In my lifetime, they may have been taught the anti-Communist McCarthy-era gospel of the 1950’s, or in Latin America, they may have been taught the Marxist-flavored anti-imperialist gospel of the 1970’s. In South Africa, they may have been taught the Apartheid gospel of the 1980’s. Or in the 90’s, they may have been taught the Religious Right neoconservative gospel or the televangelists name-it/claim-it Prosperity Gospel. And through the 00’s down to today, they may have been taught one of the fashionable gospels of the current moment – such as the anti-social-justice gospel, or one of the anti-immigrant or anti-Muslim gospels that are growing in popularity, or whatever.
They may have been taught one of these versions of the gospel as the pure gospel, and they may faithfully defend it because it’s what they were taught in their little religious enclave … What folks in these enclaves need is to get outside their walls so they can have their “pure gospel” adulterated with Jesus’ unsettling but liberating gospel of the kingdom of God.

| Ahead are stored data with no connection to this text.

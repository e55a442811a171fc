//! Action configuration
//!
//! An [`Action`] is immutable once built and may be shared by many concurrent
//! runs. Everything that changes during a run lives in the caller-owned
//! [`ActionData`].

use crate::group::GroupAction;
use crate::iterate::IterateAction;
use crate::raise_error::RaiseErrorAction;
use crate::set_variable::SetVariableAction;
use ae_core::{
    codes, ActionData, ActionDetail, ActionState, AutomationData, AutomationResult,
    ConfiguredError, ExternalData, GroupData, IterateData, SetVariableData,
};
use ae_provider::BoxProvider;
use async_trait::async_trait;
use futures::future::BoxFuture;
use futures::FutureExt;
use std::any::Any;
use std::collections::HashSet;
use std::fmt::Debug;
use std::panic::AssertUnwindSafe;
use std::sync::Arc;
use thiserror::Error;
use tracing::warn;

/// Type names of the built-in actions
pub mod action_types {
    pub const GROUP: &str = "group";
    pub const ITERATE: &str = "iterate";
    pub const RAISE_ERROR: &str = "raiseError";
    pub const SET_VARIABLE: &str = "setVariable";
}

/// A condition that, when true, raises the paired error
#[derive(Debug, Clone)]
pub struct ErrorCondition {
    pub condition: BoxProvider<bool>,
    pub error: BoxProvider<ConfiguredError>,
}

impl ErrorCondition {
    pub fn new(condition: BoxProvider<bool>, error: BoxProvider<ConfiguredError>) -> Self {
        Self { condition, error }
    }

    /// Resolve the error if the condition holds
    pub async fn check(&self, ctx: &AutomationData) -> AutomationResult<Option<ConfiguredError>> {
        if !self.condition.resolve(ctx).await? {
            return Ok(None);
        }
        Ok(Some(self.error.resolve(ctx).await?))
    }
}

/// Failure reported by an [`ActionHandler`]
#[derive(Debug, Error)]
pub enum HandlerError {
    /// Business error, surfaced unchanged
    #[error(transparent)]
    Configured(#[from] ConfiguredError),

    /// Anything else, wrapped as `automation.action.failed`
    #[error(transparent)]
    Unexpected(#[from] anyhow::Error),
}

/// Logic of an action type implemented outside this crate.
///
/// Handlers are shared between runs and must keep per-run state in the
/// [`ExternalData`] they are handed.
#[async_trait]
pub trait ActionHandler: Send + Sync + Debug {
    /// Type name recorded in the action data
    fn type_name(&self) -> &str;

    /// Whether the handler never writes to the context or the outside world
    fn is_read_only(&self) -> bool {
        false
    }

    async fn handle(
        &self,
        ctx: &AutomationData,
        output: &mut ExternalData,
    ) -> Result<(), HandlerError>;
}

/// Type-specific configuration of an action
#[derive(Debug)]
pub enum ActionKind {
    Group(GroupAction),
    Iterate(IterateAction),
    RaiseError(RaiseErrorAction),
    SetVariable(SetVariableAction),
    External(Arc<dyn ActionHandler>),
}

impl ActionKind {
    pub fn type_name(&self) -> &str {
        match self {
            ActionKind::Group(_) => action_types::GROUP,
            ActionKind::Iterate(_) => action_types::ITERATE,
            ActionKind::RaiseError(_) => action_types::RAISE_ERROR,
            ActionKind::SetVariable(_) => action_types::SET_VARIABLE,
            ActionKind::External(handler) => handler.type_name(),
        }
    }

    fn create_detail(&self) -> ActionDetail {
        match self {
            ActionKind::Group(group) => ActionDetail::Group(GroupData {
                parallel: group.is_parallel(),
                ..Default::default()
            }),
            ActionKind::Iterate(_) => ActionDetail::Iterate(IterateData::default()),
            ActionKind::RaiseError(_) => ActionDetail::RaiseError,
            ActionKind::SetVariable(_) => ActionDetail::SetVariable(SetVariableData::default()),
            ActionKind::External(_) => ActionDetail::External(ExternalData::default()),
        }
    }
}

/// Immutable configuration of one action
#[derive(Debug)]
pub struct Action {
    pub name: String,

    /// Unique among siblings; the key under which the action's data is published
    pub alias: String,

    pub description: Option<String>,

    /// Informational only; parallelism is decided by the enclosing group
    pub asynchronous: bool,

    pub run_condition: Option<BoxProvider<bool>>,

    pub before_run_error_conditions: Vec<ErrorCondition>,

    pub after_run_error_conditions: Vec<ErrorCondition>,

    pub error_actions: Vec<Arc<Action>>,

    pub kind: ActionKind,
}

impl Action {
    pub fn new(name: impl Into<String>, alias: impl Into<String>, kind: ActionKind) -> Self {
        Self {
            name: name.into(),
            alias: alias.into(),
            description: None,
            asynchronous: false,
            run_condition: None,
            before_run_error_conditions: Vec::new(),
            after_run_error_conditions: Vec::new(),
            error_actions: Vec::new(),
            kind,
        }
    }

    pub fn with_description(mut self, description: impl Into<String>) -> Self {
        self.description = Some(description.into());
        self
    }

    pub fn with_asynchronous(mut self, asynchronous: bool) -> Self {
        self.asynchronous = asynchronous;
        self
    }

    pub fn with_run_condition(mut self, condition: BoxProvider<bool>) -> Self {
        self.run_condition = Some(condition);
        self
    }

    pub fn with_before_run_error_condition(mut self, condition: ErrorCondition) -> Self {
        self.before_run_error_conditions.push(condition);
        self
    }

    pub fn with_after_run_error_condition(mut self, condition: ErrorCondition) -> Self {
        self.after_run_error_conditions.push(condition);
        self
    }

    pub fn with_error_actions(mut self, actions: Vec<Arc<Action>>) -> Self {
        self.error_actions = actions;
        self
    }

    pub fn action_type(&self) -> &str {
        self.kind.type_name()
    }

    /// Fresh, not-started execution record for this action
    pub fn create_action_data(&self) -> ActionData {
        ActionData::new(
            &self.name,
            &self.alias,
            self.action_type(),
            self.kind.create_detail(),
        )
    }

    /// True when this action and everything nested in it never writes.
    ///
    /// Composite actions are read-only only if every child and every error
    /// action is.
    pub fn is_read_only(&self) -> bool {
        let own = match &self.kind {
            ActionKind::Group(group) => group.actions().iter().all(|a| a.is_read_only()),
            ActionKind::Iterate(iterate) => iterate.actions().iter().all(|a| a.is_read_only()),
            ActionKind::RaiseError(_) | ActionKind::SetVariable(_) => true,
            ActionKind::External(handler) => handler.is_read_only(),
        };
        own && self.error_actions.iter().all(|a| a.is_read_only())
    }

    /// Run this action's type-specific logic.
    ///
    /// With `is_internal` set the caller is the [`ActionRunner`], which owns
    /// the lifecycle; only the action's own behavior runs. Otherwise the
    /// action drives a minimal lifecycle of its own (no run condition, no
    /// error conditions, no error actions), publishes its data and reports
    /// the outcome.
    ///
    /// [`ActionRunner`]: crate::ActionRunner
    pub fn execute<'a>(
        &'a self,
        ctx: &'a Arc<AutomationData>,
        data: &'a mut ActionData,
        is_internal: bool,
    ) -> BoxFuture<'a, AutomationResult<()>> {
        Box::pin(async move {
            if is_internal {
                return self.run_kind(ctx, data).await;
            }

            let result = self.run_direct(ctx, data).await;
            if let Err(error) = &result {
                data.record_error(error.clone());
                data.finish(false);
            }
            ctx.publish_action(&self.alias, data.to_value()).await;
            result
        })
    }

    async fn run_direct(
        &self,
        ctx: &Arc<AutomationData>,
        data: &mut ActionData,
    ) -> AutomationResult<()> {
        data.transition(ActionState::Started)?;
        data.transition(ActionState::BeforeRunErrorChecking)?;
        data.transition(ActionState::Running)?;
        self.run_kind(ctx, data).await?;
        data.transition(ActionState::AfterRunErrorChecking)?;
        data.transition(ActionState::Completed)?;
        data.succeeded = true;
        Ok(())
    }

    async fn run_kind(&self, ctx: &Arc<AutomationData>, data: &mut ActionData) -> AutomationResult<()> {
        match &self.kind {
            ActionKind::Group(group) => group.run(ctx, data).await,
            ActionKind::Iterate(iterate) => iterate.run(ctx, &self.alias, data).await,
            ActionKind::RaiseError(raise) => raise.run(ctx, data).await,
            ActionKind::SetVariable(set) => set.run(ctx, data).await,
            ActionKind::External(handler) => self.run_handler(handler.as_ref(), ctx, data).await,
        }
    }

    async fn run_handler(
        &self,
        handler: &dyn ActionHandler,
        ctx: &AutomationData,
        data: &mut ActionData,
    ) -> AutomationResult<()> {
        let mut output = ExternalData::default();
        let result = AssertUnwindSafe(handler.handle(ctx, &mut output))
            .catch_unwind()
            .await
            .unwrap_or_else(|panic| Err(HandlerError::Unexpected(panic_error(panic))));
        if let Some(slot) = data.external_mut() {
            *slot = output;
        }

        result.map_err(|e| match e {
            HandlerError::Configured(error) => error,
            HandlerError::Unexpected(error) => {
                warn!(alias = %self.alias, error = %error, "Action failed unexpectedly");
                codes::action_failed(&self.alias, format!("{error:#}"))
            }
        })
    }
}

/// A handler panic, reported like any other unexpected failure
fn panic_error(panic: Box<dyn Any + Send>) -> anyhow::Error {
    let message = panic
        .downcast_ref::<&str>()
        .map(|message| message.to_string())
        .or_else(|| panic.downcast_ref::<String>().cloned())
        .unwrap_or_else(|| "unknown panic".to_string());
    anyhow::anyhow!("handler panicked: {message}")
}

/// First alias that occurs more than once among siblings, if any
pub fn duplicate_alias(actions: &[Arc<Action>]) -> Option<&str> {
    let mut seen = HashSet::new();
    actions
        .iter()
        .map(|action| action.alias.as_str())
        .find(|alias| !seen.insert(*alias))
}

That little excursion tells me that walled-off religious enclaves are one of the most dangerous places on earth to be!
At the end of the day, life is dangerous wherever you are, and all safety is relative and ambiguous. The best life, the one I’d recommend for you, is a dangerous life, lived on the knife edge of God’s mission where you are risking all in seeking God’s kingdom and God’s justice. It’s in the forward momentum of that mission, I believe, where you are most vulnerable in some ways and paradoxically, the most safe in other ways.
Thinking that you see, that you’re pure, that you are at the top of the mountain and every change is moving downward on the slippery slope – that’s one of the greatest deceptions and corruptions of all, all the more horrible because you are so oblivious to it. That’s a danger all of us should take care to avoid.
By the way, you mentioned being from Church of the Nazarene. Your founder, Phineas Bresee, really got this danger. He saw the “holiness movement” of the 1800’s slipping into an enclave mentality of legalism and elitism, and he wanted to get the holiness movement moving again – outward, downward, incarnationally and missionally, to be among the poor, the outcasts, the despised (which is why he chose the name “Nazarene,” since it evoked the outcasts and marginalized). What a great heritage!
My guess is that you already knew all this, but perhaps it’s helpful in some way for me to say it anyway.